START DATA SECTION

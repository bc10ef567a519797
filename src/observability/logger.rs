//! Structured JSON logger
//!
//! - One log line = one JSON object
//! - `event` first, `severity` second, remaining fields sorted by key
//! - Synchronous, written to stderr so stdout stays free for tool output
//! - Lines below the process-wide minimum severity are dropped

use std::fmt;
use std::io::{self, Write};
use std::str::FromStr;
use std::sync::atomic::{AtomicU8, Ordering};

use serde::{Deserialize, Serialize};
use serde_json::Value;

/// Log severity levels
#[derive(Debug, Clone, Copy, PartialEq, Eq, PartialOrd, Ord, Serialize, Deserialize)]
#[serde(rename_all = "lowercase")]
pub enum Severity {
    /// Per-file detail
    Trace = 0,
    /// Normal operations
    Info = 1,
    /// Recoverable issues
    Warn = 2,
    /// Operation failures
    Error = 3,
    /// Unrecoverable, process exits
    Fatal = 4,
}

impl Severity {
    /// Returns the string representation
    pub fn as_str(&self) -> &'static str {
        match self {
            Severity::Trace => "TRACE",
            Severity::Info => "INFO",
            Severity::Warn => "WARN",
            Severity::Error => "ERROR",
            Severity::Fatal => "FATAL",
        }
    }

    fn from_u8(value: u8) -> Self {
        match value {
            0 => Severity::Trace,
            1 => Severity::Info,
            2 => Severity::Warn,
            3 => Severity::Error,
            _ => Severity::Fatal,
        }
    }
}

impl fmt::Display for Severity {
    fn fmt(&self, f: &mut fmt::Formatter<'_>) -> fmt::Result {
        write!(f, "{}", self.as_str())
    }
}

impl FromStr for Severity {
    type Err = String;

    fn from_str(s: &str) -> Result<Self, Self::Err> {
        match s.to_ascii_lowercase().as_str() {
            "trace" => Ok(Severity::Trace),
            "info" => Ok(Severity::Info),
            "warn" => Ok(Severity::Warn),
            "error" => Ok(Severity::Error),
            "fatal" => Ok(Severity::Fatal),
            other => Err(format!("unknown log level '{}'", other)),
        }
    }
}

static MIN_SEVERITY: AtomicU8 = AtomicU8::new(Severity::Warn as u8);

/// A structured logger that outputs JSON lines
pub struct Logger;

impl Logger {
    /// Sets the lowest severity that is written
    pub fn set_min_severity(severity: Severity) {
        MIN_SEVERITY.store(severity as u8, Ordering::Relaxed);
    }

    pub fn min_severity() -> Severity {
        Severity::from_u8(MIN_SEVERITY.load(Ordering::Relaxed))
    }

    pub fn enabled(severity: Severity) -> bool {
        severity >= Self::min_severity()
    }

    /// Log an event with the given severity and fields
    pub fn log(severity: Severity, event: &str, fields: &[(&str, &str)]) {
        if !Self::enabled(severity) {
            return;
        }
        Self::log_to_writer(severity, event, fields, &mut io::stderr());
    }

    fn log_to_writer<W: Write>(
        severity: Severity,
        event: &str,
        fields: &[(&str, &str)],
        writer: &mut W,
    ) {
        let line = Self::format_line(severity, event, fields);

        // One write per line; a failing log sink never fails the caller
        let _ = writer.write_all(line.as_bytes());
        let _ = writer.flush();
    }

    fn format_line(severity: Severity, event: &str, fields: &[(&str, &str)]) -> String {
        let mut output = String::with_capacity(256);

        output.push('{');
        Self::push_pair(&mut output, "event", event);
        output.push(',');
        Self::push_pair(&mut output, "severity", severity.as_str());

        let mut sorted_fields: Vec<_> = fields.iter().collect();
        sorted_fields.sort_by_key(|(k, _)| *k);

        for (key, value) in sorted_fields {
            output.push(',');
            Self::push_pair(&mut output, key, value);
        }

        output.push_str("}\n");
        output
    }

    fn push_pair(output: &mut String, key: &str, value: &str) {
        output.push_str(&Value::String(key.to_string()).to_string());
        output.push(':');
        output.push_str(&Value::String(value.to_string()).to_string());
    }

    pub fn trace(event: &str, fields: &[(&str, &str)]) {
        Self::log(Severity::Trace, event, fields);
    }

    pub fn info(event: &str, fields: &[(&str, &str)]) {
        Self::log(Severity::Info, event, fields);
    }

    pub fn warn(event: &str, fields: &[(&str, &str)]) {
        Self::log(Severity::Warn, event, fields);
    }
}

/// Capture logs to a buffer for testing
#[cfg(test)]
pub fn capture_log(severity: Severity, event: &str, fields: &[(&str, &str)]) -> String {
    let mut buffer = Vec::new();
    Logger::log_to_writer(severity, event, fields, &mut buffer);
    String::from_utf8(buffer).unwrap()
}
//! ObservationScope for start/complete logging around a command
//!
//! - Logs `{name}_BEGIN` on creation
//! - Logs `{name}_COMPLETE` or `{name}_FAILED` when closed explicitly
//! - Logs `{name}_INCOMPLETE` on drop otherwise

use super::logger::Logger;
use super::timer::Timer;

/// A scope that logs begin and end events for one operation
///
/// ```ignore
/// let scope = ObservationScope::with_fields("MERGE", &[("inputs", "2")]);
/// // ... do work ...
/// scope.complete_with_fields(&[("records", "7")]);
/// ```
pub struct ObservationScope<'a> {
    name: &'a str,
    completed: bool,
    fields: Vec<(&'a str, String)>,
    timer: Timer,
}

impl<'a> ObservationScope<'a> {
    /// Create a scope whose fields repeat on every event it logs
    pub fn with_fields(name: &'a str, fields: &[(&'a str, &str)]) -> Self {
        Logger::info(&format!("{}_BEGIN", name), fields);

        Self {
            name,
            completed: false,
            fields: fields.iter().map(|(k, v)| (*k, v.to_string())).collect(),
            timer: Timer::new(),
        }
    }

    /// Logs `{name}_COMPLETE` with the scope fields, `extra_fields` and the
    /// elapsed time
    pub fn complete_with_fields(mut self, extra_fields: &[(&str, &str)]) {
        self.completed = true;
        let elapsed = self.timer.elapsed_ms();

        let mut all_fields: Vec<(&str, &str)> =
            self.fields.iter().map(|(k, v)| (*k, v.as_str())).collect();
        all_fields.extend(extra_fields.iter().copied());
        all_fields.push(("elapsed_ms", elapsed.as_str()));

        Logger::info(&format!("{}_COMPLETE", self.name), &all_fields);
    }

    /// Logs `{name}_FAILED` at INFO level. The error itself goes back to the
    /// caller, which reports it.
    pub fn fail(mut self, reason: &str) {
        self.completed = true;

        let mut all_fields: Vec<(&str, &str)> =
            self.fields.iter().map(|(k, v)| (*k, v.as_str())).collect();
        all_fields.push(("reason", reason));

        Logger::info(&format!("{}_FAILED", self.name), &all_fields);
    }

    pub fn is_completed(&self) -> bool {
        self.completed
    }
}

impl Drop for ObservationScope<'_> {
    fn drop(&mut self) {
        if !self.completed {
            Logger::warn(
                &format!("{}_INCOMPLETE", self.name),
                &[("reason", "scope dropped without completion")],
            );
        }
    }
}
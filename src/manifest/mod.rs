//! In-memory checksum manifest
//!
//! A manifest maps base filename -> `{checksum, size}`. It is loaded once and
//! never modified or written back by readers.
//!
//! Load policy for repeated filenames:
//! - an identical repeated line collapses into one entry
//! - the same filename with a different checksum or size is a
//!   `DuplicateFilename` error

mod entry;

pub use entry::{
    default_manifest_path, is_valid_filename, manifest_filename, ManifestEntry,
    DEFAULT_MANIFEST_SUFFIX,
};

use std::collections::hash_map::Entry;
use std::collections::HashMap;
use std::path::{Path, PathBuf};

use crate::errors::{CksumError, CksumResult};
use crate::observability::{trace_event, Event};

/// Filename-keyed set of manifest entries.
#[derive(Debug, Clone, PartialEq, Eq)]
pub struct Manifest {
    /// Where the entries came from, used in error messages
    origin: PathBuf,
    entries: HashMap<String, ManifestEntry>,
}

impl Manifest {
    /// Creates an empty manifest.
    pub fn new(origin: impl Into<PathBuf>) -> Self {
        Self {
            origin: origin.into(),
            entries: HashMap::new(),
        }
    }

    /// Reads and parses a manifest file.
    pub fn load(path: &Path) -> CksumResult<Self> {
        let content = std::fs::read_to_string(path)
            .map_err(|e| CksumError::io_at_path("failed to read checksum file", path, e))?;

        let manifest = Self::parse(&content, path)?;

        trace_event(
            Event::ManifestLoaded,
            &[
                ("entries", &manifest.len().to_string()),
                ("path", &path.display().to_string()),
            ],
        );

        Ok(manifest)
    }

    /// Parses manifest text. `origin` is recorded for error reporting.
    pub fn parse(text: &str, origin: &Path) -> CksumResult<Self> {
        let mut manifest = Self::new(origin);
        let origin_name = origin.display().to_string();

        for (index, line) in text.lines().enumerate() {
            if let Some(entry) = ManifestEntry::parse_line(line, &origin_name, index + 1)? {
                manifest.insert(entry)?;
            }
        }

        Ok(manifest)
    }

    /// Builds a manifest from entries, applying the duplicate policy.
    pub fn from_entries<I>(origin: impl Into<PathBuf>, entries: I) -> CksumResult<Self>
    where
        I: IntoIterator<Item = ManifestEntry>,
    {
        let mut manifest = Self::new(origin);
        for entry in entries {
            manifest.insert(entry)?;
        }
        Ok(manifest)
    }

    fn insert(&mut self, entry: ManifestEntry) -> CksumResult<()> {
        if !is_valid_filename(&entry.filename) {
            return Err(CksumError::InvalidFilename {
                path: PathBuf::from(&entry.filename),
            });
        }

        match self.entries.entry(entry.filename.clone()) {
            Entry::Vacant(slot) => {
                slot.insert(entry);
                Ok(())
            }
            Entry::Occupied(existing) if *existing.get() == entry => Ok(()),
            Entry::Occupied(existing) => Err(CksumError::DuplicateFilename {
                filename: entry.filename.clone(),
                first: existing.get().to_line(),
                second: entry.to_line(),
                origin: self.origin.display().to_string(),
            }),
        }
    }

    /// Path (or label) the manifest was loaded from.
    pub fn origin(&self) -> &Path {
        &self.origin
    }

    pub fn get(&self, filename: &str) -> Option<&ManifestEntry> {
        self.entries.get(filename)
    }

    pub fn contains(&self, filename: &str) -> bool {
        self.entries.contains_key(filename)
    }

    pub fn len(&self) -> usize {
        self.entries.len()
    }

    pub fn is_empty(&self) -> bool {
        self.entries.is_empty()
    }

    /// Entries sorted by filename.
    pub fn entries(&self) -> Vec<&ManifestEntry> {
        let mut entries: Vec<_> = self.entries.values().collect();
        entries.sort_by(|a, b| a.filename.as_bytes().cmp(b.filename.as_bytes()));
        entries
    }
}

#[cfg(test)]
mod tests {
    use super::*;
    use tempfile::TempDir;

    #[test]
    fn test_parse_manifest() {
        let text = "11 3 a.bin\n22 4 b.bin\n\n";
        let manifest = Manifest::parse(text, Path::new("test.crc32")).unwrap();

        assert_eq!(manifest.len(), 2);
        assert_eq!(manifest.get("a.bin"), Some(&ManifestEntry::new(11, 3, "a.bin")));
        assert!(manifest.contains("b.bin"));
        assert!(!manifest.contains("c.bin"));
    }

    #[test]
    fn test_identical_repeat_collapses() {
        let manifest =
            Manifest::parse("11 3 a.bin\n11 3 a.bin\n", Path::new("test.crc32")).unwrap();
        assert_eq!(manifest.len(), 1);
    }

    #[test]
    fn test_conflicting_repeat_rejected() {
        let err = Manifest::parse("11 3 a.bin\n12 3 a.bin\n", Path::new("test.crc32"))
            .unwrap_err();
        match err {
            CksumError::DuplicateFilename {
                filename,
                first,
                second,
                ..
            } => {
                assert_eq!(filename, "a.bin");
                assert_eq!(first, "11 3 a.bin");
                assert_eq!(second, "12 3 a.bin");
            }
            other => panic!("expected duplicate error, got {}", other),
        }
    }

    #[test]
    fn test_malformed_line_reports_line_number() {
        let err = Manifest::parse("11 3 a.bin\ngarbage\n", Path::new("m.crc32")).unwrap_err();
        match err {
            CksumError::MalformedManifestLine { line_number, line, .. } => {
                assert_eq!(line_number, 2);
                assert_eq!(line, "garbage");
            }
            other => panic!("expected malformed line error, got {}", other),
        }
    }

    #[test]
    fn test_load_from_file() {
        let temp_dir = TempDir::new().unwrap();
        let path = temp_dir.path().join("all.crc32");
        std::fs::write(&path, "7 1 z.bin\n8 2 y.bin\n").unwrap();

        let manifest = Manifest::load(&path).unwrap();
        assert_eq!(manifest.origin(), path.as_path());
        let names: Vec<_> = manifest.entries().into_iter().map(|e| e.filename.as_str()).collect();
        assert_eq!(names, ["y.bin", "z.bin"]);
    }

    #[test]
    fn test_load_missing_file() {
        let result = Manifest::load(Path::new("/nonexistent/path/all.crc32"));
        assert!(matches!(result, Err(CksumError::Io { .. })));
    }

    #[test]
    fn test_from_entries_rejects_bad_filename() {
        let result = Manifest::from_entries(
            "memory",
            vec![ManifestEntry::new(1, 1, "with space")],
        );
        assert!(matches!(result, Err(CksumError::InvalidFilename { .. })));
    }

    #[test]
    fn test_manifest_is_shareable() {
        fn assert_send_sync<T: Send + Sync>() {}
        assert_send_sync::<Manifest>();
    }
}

END DATA SECTION

## TASK DESCRIPTION
Repeat each line of the data above, exactly as it appears, from the first through the line that contains "Log severity levels".

## ANSWER SECTION
repository bc10ef567a519797
filename src/observability/logger.rs
//! Structured JSON logger
//!
//! - One log line = one JSON object
//! - `event` first, `severity` second, remaining fields sorted by key
//! - Synchronous, written to stderr so stdout stays free for tool output
//! - Lines below the process-wide minimum severity are dropped

use std::fmt;
use std::io::{self, Write};
use std::str::FromStr;
use std::sync::atomic::{AtomicU8, Ordering};

use serde::{Deserialize, Serialize};
use serde_json::Value;

/// Log severity levels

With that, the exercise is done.